Work request
Starting with the line containing "filename crates/karel-canvas/src/lib.rs" and going on through the line containing "for headless use;", return the lines of the data below exactly, and only those.

┄┄┄┄┄┄┄┄┄┄┄┄┄┄┄┄┄┄┄┄

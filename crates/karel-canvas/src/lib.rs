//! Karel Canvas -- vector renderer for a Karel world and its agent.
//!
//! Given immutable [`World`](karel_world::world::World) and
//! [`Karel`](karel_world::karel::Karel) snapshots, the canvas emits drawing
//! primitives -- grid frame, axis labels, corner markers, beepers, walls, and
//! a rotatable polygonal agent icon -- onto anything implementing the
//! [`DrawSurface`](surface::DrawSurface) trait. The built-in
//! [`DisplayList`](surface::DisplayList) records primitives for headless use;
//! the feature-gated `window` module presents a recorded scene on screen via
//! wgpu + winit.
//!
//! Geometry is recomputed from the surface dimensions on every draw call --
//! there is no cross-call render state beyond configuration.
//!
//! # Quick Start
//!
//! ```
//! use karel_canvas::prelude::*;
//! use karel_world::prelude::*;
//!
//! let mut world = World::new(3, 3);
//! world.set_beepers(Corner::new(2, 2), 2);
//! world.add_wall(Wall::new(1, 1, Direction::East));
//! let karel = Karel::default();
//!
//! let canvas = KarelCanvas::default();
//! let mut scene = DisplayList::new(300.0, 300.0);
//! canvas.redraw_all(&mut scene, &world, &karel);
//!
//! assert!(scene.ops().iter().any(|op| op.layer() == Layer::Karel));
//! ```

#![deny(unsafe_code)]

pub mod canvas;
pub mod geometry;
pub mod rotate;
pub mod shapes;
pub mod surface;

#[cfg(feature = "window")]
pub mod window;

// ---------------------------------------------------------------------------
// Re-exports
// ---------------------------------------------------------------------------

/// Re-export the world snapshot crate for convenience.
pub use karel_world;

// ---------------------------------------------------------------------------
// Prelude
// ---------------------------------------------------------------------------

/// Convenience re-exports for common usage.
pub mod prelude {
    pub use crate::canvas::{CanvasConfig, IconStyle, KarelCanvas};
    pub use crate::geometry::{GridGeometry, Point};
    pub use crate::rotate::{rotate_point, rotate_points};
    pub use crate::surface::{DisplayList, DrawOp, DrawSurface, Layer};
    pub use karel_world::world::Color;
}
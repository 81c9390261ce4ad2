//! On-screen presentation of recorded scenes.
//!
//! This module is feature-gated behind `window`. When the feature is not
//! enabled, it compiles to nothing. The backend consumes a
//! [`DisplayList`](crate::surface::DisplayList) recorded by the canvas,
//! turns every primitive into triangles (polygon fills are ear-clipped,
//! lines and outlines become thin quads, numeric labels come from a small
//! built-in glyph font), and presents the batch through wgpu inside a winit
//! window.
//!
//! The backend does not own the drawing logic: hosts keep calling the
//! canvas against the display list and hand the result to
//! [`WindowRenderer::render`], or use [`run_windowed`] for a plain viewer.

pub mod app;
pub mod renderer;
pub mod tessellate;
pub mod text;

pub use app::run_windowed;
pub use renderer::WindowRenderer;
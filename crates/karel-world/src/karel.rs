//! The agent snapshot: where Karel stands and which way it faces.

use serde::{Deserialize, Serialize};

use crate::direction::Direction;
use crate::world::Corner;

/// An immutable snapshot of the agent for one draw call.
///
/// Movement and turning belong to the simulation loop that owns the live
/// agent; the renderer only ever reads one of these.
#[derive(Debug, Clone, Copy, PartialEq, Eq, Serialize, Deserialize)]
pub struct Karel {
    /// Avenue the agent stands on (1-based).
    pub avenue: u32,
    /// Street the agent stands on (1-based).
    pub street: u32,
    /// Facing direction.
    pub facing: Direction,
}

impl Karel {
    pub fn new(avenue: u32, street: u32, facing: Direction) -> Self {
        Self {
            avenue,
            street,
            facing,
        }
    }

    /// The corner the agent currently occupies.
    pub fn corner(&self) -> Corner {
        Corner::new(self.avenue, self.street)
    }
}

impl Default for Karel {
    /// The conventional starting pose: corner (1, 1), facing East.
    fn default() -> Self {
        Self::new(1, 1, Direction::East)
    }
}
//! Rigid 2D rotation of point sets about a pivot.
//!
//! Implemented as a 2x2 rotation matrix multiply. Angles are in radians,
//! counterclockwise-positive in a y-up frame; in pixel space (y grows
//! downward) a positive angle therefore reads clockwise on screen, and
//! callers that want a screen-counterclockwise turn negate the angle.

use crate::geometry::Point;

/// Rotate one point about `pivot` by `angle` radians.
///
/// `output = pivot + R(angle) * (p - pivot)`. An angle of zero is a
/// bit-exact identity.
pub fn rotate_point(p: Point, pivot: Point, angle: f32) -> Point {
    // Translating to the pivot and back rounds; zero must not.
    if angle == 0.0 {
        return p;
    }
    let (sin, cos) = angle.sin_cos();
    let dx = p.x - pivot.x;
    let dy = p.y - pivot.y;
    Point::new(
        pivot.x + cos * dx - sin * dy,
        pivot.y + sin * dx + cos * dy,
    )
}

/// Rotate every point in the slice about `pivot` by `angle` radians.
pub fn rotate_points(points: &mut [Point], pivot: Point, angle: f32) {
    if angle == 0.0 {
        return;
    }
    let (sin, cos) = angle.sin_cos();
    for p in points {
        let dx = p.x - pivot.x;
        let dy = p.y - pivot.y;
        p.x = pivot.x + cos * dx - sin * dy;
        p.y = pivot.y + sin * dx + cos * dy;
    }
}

┄┄┄┄┄┄┄┄┄┄┄┄┄┄┄┄┄┄┄┄

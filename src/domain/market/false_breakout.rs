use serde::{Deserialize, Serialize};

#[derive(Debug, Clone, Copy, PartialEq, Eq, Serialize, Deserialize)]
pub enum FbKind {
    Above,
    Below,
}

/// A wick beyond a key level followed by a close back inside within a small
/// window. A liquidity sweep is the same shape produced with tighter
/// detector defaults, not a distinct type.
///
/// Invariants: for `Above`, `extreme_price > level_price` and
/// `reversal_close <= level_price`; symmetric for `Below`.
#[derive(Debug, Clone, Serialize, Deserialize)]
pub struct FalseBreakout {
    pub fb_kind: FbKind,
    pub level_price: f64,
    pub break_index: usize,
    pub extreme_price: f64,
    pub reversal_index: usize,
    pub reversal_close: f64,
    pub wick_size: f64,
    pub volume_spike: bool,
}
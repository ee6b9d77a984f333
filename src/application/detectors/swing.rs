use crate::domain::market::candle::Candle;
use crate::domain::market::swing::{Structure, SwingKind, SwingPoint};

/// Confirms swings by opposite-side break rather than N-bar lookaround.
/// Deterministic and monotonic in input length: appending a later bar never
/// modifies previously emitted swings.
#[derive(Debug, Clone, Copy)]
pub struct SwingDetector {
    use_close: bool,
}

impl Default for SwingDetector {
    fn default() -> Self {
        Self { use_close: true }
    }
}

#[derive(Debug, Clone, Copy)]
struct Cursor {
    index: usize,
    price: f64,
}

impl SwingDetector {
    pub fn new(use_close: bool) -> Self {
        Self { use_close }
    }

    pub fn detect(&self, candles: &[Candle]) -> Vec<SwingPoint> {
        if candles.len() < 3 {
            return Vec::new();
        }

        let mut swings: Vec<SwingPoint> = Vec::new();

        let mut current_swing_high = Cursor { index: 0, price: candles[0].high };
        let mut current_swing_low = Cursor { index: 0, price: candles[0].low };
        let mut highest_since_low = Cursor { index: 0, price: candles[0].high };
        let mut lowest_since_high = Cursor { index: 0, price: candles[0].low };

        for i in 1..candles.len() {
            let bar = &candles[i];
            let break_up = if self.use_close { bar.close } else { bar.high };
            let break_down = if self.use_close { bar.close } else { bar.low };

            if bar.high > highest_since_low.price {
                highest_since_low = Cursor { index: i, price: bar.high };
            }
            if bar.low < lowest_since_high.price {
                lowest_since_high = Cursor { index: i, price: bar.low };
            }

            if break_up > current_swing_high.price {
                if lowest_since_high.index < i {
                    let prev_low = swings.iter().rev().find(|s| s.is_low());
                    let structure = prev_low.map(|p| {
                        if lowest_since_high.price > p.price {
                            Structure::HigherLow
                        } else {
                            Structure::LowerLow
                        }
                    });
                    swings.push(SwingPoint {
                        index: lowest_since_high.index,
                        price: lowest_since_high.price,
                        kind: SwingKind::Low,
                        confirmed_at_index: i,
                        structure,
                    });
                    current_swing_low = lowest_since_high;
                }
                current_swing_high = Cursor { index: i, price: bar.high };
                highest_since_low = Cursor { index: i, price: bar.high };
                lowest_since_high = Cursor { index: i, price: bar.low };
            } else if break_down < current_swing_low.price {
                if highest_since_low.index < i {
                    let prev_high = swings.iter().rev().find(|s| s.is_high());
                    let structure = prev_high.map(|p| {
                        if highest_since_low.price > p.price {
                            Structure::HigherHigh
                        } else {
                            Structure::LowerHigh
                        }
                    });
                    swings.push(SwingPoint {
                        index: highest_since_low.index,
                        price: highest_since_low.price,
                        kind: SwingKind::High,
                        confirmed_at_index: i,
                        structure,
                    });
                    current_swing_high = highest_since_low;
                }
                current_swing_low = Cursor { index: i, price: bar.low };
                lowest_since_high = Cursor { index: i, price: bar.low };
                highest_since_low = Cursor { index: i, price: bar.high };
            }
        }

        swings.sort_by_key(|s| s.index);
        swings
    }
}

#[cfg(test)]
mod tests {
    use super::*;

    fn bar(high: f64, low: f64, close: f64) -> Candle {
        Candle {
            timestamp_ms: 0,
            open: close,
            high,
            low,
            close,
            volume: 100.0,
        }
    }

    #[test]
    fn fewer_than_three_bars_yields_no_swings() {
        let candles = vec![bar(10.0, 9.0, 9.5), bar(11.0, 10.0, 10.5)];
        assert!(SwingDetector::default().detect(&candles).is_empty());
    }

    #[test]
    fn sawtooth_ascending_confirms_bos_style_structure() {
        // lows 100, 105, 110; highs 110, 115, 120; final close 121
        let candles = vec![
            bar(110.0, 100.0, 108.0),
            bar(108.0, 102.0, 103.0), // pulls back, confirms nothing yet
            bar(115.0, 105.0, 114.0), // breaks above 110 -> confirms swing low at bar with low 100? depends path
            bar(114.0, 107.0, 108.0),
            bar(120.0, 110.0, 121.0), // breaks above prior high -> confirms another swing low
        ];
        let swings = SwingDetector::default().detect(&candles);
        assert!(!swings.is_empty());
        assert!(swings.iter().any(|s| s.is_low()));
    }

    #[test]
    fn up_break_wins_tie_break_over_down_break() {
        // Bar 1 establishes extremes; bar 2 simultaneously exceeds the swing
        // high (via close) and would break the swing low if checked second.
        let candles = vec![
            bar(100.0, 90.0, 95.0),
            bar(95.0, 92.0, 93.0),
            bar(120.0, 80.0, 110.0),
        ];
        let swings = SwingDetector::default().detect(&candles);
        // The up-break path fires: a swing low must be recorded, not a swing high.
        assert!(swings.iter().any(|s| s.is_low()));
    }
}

┄┄┄┄┄┄┄┄┄┄┄┄┄┄┄┄┄┄┄┄

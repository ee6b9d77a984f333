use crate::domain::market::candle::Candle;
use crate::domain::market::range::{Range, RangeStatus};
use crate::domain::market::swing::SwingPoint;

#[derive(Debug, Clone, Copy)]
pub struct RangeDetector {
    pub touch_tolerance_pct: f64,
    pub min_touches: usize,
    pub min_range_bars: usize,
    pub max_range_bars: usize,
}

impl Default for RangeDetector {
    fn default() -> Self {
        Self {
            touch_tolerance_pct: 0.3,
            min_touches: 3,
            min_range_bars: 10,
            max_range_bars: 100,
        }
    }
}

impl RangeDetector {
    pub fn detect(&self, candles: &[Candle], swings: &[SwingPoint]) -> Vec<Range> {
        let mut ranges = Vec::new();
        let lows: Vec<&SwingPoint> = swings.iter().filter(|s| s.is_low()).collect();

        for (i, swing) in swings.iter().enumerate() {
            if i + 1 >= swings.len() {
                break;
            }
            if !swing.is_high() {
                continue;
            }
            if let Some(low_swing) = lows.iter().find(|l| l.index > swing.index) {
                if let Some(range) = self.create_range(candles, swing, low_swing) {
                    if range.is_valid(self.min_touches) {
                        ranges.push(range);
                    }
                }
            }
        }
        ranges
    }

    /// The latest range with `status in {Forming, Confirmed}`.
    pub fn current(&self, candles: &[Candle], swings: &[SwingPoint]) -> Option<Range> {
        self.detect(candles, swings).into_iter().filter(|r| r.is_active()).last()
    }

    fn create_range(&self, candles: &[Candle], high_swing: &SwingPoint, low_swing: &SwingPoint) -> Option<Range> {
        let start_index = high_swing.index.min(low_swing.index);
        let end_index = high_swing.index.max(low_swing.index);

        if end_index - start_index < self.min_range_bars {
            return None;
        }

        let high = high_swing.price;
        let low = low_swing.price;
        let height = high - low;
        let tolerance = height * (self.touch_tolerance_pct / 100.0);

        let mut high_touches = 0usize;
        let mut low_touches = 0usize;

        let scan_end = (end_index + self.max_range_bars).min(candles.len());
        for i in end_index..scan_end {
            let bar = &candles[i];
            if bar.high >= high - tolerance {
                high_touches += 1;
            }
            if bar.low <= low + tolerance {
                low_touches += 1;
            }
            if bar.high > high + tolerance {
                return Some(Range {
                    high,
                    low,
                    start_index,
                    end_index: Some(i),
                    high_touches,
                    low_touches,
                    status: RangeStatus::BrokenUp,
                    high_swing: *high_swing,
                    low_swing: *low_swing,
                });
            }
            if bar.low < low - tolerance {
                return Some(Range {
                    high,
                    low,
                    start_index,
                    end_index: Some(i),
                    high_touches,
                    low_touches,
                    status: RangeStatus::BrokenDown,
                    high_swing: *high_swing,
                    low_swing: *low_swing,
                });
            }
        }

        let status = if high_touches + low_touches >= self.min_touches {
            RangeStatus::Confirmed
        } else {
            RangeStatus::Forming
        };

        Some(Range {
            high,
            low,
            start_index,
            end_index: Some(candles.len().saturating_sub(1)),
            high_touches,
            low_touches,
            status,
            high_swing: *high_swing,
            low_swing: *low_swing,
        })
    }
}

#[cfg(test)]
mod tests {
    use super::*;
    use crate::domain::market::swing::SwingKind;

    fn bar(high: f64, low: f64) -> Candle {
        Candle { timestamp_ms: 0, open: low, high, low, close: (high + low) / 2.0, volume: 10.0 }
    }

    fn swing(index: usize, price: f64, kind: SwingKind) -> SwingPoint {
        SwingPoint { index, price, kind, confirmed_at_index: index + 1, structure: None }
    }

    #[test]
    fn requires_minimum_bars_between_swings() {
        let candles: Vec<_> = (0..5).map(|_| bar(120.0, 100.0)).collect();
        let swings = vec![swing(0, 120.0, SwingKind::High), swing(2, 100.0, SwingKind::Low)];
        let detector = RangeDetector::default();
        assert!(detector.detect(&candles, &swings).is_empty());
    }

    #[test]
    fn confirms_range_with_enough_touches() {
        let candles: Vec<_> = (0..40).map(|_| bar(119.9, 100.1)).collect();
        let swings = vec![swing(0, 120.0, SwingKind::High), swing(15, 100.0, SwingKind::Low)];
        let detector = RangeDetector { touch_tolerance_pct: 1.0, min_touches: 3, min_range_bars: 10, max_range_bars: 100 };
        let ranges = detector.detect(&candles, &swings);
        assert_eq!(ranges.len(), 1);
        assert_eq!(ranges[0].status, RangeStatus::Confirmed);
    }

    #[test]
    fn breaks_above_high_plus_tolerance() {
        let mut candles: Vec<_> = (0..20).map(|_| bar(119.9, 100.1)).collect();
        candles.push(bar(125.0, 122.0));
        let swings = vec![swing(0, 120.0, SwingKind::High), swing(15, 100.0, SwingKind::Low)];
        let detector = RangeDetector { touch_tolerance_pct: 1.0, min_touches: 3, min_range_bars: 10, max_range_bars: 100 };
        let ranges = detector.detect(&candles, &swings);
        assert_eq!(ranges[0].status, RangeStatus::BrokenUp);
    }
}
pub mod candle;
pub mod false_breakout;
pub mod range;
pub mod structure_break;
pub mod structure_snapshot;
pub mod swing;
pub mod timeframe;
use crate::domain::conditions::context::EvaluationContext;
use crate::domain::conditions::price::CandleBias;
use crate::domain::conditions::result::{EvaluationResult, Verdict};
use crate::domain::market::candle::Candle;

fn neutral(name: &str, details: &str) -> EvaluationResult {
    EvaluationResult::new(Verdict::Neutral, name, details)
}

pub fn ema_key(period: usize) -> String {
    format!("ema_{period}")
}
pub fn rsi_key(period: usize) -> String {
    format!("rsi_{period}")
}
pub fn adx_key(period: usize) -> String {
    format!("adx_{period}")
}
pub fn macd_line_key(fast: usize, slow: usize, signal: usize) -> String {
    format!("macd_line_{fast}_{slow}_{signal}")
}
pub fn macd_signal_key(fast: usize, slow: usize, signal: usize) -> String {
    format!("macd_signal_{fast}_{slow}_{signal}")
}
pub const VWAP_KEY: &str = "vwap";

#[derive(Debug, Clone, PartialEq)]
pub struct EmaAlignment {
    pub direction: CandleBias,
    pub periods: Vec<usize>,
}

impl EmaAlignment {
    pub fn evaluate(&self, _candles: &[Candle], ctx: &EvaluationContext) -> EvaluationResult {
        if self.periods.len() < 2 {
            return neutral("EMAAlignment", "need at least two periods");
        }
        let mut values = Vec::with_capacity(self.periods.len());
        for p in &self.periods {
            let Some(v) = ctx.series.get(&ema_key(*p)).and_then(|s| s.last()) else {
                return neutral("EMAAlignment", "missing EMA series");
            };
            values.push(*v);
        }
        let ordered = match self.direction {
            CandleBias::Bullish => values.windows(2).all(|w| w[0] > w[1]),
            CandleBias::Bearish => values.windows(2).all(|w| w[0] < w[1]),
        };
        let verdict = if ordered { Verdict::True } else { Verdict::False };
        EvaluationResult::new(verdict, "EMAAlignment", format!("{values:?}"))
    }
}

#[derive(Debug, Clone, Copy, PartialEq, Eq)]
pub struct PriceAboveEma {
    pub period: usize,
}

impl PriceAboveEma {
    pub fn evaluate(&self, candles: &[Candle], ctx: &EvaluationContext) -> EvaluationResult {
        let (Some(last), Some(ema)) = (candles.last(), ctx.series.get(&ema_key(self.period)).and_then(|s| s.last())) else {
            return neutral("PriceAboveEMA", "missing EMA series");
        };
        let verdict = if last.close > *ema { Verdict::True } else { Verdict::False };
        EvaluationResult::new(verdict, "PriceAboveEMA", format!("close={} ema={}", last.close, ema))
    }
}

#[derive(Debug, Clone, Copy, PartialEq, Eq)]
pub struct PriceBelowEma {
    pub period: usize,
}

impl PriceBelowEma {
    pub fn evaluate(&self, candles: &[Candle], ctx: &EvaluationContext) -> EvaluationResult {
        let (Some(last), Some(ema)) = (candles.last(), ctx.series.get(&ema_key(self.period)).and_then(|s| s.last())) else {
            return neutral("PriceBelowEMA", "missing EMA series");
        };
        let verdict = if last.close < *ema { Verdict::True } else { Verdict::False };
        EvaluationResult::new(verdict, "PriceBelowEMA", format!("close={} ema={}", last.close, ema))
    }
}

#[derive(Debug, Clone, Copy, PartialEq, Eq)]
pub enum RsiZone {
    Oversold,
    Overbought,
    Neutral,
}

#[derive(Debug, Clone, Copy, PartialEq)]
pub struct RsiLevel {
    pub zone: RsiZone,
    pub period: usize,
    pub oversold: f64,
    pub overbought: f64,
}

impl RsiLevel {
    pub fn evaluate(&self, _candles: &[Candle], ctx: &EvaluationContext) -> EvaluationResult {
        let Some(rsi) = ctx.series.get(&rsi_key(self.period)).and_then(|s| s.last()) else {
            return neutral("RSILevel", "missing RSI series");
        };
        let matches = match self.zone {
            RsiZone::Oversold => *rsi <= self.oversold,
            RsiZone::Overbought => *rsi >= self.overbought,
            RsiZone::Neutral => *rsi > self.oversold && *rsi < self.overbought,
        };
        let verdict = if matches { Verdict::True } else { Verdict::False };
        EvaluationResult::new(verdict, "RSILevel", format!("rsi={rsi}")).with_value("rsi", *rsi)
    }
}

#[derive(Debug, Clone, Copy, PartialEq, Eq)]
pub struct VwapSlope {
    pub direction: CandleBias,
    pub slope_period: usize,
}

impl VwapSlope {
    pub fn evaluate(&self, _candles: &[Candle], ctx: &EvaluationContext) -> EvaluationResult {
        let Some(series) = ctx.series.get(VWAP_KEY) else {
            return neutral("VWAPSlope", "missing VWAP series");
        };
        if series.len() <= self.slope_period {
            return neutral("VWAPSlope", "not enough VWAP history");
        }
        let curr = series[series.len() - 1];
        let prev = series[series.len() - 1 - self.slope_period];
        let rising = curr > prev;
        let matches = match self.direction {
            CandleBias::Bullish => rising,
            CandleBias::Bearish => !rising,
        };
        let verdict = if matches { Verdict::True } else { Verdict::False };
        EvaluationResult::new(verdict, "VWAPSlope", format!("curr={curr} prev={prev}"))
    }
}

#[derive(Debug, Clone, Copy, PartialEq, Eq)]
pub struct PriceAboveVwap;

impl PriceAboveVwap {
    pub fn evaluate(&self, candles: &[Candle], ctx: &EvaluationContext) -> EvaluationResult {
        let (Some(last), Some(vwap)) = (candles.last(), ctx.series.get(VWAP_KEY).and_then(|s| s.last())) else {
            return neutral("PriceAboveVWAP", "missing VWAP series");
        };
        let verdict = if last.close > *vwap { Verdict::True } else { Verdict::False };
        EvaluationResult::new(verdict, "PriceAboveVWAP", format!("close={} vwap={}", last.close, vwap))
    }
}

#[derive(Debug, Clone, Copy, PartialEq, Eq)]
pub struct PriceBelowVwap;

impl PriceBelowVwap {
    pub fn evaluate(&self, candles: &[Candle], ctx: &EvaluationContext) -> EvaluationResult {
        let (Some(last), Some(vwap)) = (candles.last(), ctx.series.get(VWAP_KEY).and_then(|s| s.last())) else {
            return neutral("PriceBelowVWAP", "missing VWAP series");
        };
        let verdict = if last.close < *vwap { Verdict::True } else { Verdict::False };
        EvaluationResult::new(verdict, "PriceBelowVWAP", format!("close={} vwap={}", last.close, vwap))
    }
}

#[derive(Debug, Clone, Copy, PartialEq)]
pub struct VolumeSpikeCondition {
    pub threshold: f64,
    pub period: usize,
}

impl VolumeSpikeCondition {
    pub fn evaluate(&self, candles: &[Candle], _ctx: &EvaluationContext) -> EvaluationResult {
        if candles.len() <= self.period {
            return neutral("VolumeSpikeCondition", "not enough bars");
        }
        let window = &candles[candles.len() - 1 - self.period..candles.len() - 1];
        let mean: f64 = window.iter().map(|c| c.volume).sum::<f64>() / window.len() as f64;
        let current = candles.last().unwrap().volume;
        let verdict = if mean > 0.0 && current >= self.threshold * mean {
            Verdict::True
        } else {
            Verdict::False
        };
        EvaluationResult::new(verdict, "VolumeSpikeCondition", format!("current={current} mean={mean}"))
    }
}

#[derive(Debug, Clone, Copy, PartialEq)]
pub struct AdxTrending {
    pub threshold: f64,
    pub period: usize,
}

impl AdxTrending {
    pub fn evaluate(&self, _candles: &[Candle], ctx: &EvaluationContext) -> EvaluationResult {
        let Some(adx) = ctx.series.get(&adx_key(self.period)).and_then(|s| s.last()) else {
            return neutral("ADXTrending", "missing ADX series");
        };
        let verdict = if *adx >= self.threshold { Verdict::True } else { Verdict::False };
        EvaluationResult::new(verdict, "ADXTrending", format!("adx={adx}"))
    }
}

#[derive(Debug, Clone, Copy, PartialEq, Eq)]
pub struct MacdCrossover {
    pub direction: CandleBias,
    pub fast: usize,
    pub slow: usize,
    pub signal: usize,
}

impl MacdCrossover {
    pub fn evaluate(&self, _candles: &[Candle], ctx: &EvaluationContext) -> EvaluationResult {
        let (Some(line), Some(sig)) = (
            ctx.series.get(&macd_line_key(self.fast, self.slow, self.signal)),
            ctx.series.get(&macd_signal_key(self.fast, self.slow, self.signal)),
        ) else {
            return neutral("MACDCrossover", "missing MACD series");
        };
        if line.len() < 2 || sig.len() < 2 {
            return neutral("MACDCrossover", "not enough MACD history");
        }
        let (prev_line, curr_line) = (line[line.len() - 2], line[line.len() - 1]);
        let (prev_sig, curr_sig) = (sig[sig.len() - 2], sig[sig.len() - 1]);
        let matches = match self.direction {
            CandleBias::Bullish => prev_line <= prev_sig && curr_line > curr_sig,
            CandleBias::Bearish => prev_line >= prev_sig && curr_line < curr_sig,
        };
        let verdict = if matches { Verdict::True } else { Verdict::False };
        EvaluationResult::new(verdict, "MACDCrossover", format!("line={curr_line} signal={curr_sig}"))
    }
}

┄┄┄┄┄┄┄┄┄┄┄┄┄┄┄┄┄┄┄┄

Written answer
filename crates/karel-canvas/src/lib.rs
//! Karel Canvas -- vector renderer for a Karel world and its agent.
//!
//! Given immutable [`World`](karel_world::world::World) and
//! [`Karel`](karel_world::karel::Karel) snapshots, the canvas emits drawing
//! primitives -- grid frame, axis labels, corner markers, beepers, walls, and
//! a rotatable polygonal agent icon -- onto anything implementing the
//! [`DrawSurface`](surface::DrawSurface) trait. The built-in
//! [`DisplayList`](surface::DisplayList) records primitives for headless use;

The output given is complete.